Here, the jurisdiction which may be conferred is not merely that of Justices of the Peace, that is, as conservators of the peace, but it is the judicial power of pronouncing judgment on offenders guilty of minor crimes and offences.
On this point there is no room to doubt. But here arises a question of some difficulty, viz, how are proceedings to be conducted before the Mayor, Recorders and Aldermen ?
This can best be answered by recurring to the abuse or evil which this provision of the Constitution was intended to correct.
It is well known, that prior to the Constitutions of 1845 and 1852, the Recorders of this city were in the habit of exercising a summary jurisdiction over petty offenders, which became almost indispensable to the good government of the city. Yet their sentences and decrees were declared null and the prisoners discharged whenever a writ of habeas corpus was sued out from any higher tribunal.
The Article in question was, without doubt, inserted in the Constitution to enable the Legislature to invest the Mayor, Recorders and Aldermen with this summary power. And as they have never been attended in their jurisdictions with Grand Juries, Petit Juries and District Attorneys, it was doubtless the intention of the convention to vest the power of trial and judgment in them alone upon the first hearing of the cause, without the delay consequent upon more regular proceedings.
It does not, therefore, appear, as I think, that proceedings in these inferior jurisdictions were to be controlled by Art. 103 of the Constitution, which requires an indictment or information, and a trial by jury.
As it was in the power of the Legislature to confer jurisdiction upon the Mayor, Recorders and Aldermen, for the trial of the offence denounced in the Act of 17th of March, 1859, the question then arises, was it unconstitutional to aid them in their deliberations by the assistance of three so called jurymen or additional judges?

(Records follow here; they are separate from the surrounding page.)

// English lexicon (AFINN-style integer weights, -5..=5) and negators.

use super::super::traits::{LabelMapping, LanguageEntry, NegationStrategy};

const LABELS: &[(&str, i32)] = &[
    ("abandon", -2),
    ("abandoned", -2),
    ("abuse", -3),
    ("abusive", -3),
    ("accept", 1),
    ("admire", 3),
    ("adore", 3),
    ("afraid", -2),
    ("agree", 1),
    ("amazing", 4),
    ("angry", -3),
    ("annoyed", -2),
    ("annoying", -2),
    ("anxious", -2),
    ("appreciate", 2),
    ("awesome", 4),
    ("awful", -3),
    ("bad", -3),
    ("beautiful", 3),
    ("best", 3),
    ("better", 2),
    ("bitter", -2),
    ("bored", -2),
    ("boring", -3),
    ("brave", 2),
    ("brilliant", 4),
    ("broken", -1),
    ("calm", 2),
    ("care", 2),
    ("charming", 3),
    ("cheerful", 2),
    ("clean", 2),
    ("clever", 2),
    ("confused", -2),
    ("cool", 1),
    ("crap", -3),
    ("crazy", -2),
    ("cruel", -3),
    ("cry", -1),
    ("damn", -2),
    ("dead", -3),
    ("delight", 3),
    ("delighted", 3),
    ("depressed", -2),
    ("disappointed", -2),
    ("disaster", -2),
    ("disgusting", -3),
    ("dislike", -2),
    ("dumb", -3),
    ("easy", 1),
    ("enjoy", 2),
    ("evil", -3),
    ("excellent", 3),
    ("excited", 3),
    ("fail", -2),
    ("failed", -2),
    ("failure", -2),
    ("fair", 2),
    ("fantastic", 4),
    ("fear", -2),
    ("fine", 2),
    ("friendly", 2),
    ("fun", 4),
    ("funny", 4),
    ("glad", 3),
    ("good", 2),
    ("gorgeous", 3),
    ("great", 3),
    ("grief", -2),
    ("happy", 3),
    ("hate", -3),
    ("hated", -3),
    ("helpful", 2),
    ("hope", 2),
    ("horrible", -3),
    ("hurt", -2),
    ("ideal", 3),
    ("idiot", -3),
    ("ill", -2),
    ("important", 2),
    ("impressed", 3),
    ("interesting", 2),
    ("joy", 3),
    ("kill", -3),
    ("kind", 2),
    ("lame", -2),
    ("like", 2),
    ("lonely", -2),
    ("love", 3),
    ("loved", 3),
    ("lovely", 3),
    ("lucky", 3),
    ("mad", -3),
    ("mess", -2),
    ("miserable", -3),
    ("nasty", -3),
    ("nice", 3),
    ("no", -1),
    ("ok", 2),
    ("outstanding", 5),
    ("pain", -2),
    ("pathetic", -2),
    ("perfect", 3),
    ("pleasant", 3),
    ("pleased", 3),
    ("poor", -2),
    ("problem", -2),
    ("proud", 2),
    ("rude", -2),
    ("sad", -2),
    ("scared", -2),
    ("shame", -2),
    ("sick", -2),
    ("smile", 2),
    ("sorry", -1),
    ("stupid", -2),
    ("success", 2),
    ("superb", 5),
    ("sweet", 2),
    ("terrible", -3),
    ("terrific", 4),
    ("thank", 2),
    ("thanks", 2),
    ("tired", -2),
    ("ugly", -3),
    ("unhappy", -2),
    ("upset", -2),
    ("useful", 2),
    ("useless", -2),
    ("weak", -2),
    ("win", 4),
    ("wonderful", 4),
    ("worried", -3),
    ("worse", -3),
    ("worst", -3),
    ("wow", 4),
    ("wrong", -2),
    ("yes", 1),
];

const NEGATORS: &[&str] = &[
    "aren't", "arent", "can't", "cant", "couldn't", "couldnt", "didn't", "didnt", "doesn't",
    "doesnt", "don't", "dont", "hadn't", "hasn't", "haven't", "isn't", "isnt", "never", "non",
    "not", "shouldn't", "wasn't", "weren't", "won't", "wont", "wouldn't",
];

pub fn entry() -> LanguageEntry {
    let labels: LabelMapping = LABELS.iter().map(|&(w, s)| (w.to_string(), s)).collect();
    LanguageEntry::new(labels, NegationStrategy::new(NEGATORS.iter().copied()))
}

The statute provides, that upon the arrest of any party or parties violating the Act, they (the Recorders) together with a jury of three slave-holders summoned by them, shall pass a final verdict and enforce the penalties aforesaid.
No doubt, the Legislature would have power to cause a jury of twelve persons to be summoned before the Recorders for the trial of minor offences; for this *194would be in accordance with the common law and the general provisions of Article 103 of the Constitution.
But could the Legislature confer the power upon a so called jury to be composed of the Recorders and three slave-holders, to try the offence, instead of the Recorder alone or a regular jury of the vicinage ?
If such trial could be supposed to exert a more unfavorable influence upon the fate of the accused than a trial before the Recorder alone, then the law should be declared unconstitutional. For the Constitution has only authorized the Legislature to adopt two modes for the trial of minor offences, viz, by the Recorder, Mayor, Aldermen and Assistant Aldermen, or in the usual manner, to-wit, by “ an impartial jury of the vicinage.” The term “jury of the vicinage” is one well known to the common law, and when used in the Constitution, must be held to mean a body composed of twelve impartial men of the vicinage. See Story on the Constitution, sec. 923 ; 3 Peters, 446 ; 11 How. 437.
Por the trial by jury has been considered of common right, and one of the most sacred safeguards against oppression under the common law. It has always consisted of twelve men, and a verdict of a less number has ever been regarded in the criminal law as of no validity.
Now, if the Legislature has the power to modify this institution, by reducing it from twelve to three men, it may reduce it to one, and make that one the perpetual trier of all issues of fact. In other words, make him the sole judge of the facts. Any attempt, therefore, to reduce the number of jurors in the jury trial, should be viewed by the courts as an attack upon the constitutional rights of the citizen, and should be declared of no effect. 3 Peters, 446.
The three slave-holders, under the Act of 1859, are not therefore a jury as contemplated by the 103d Article of the Constitution.
Neither can their agency in the trial of the case be regarded as favorable to the accused. They arc selected from among slave-holders, in order that they may be more vigilant and firm in punishing the offence of selling liquor to slaves. Their feelings may justly bo supposed to be aroused, if their prejudices are not excited on the questions they have to decide. Hence, their agency in the trial cannot be considered as particularly favorable to the accused; but on the contrary, it may exert an unfavorable influence upon the mind of the Recorder. The defendant may, therefore, justly complain of the mode of trial, and insist that ho shall be tried by the Recorder alone, or if by a jury, that the same shall be an impartial jury of the vicinage, which shall consist of the number known to the common law and the Earners of the Constitution.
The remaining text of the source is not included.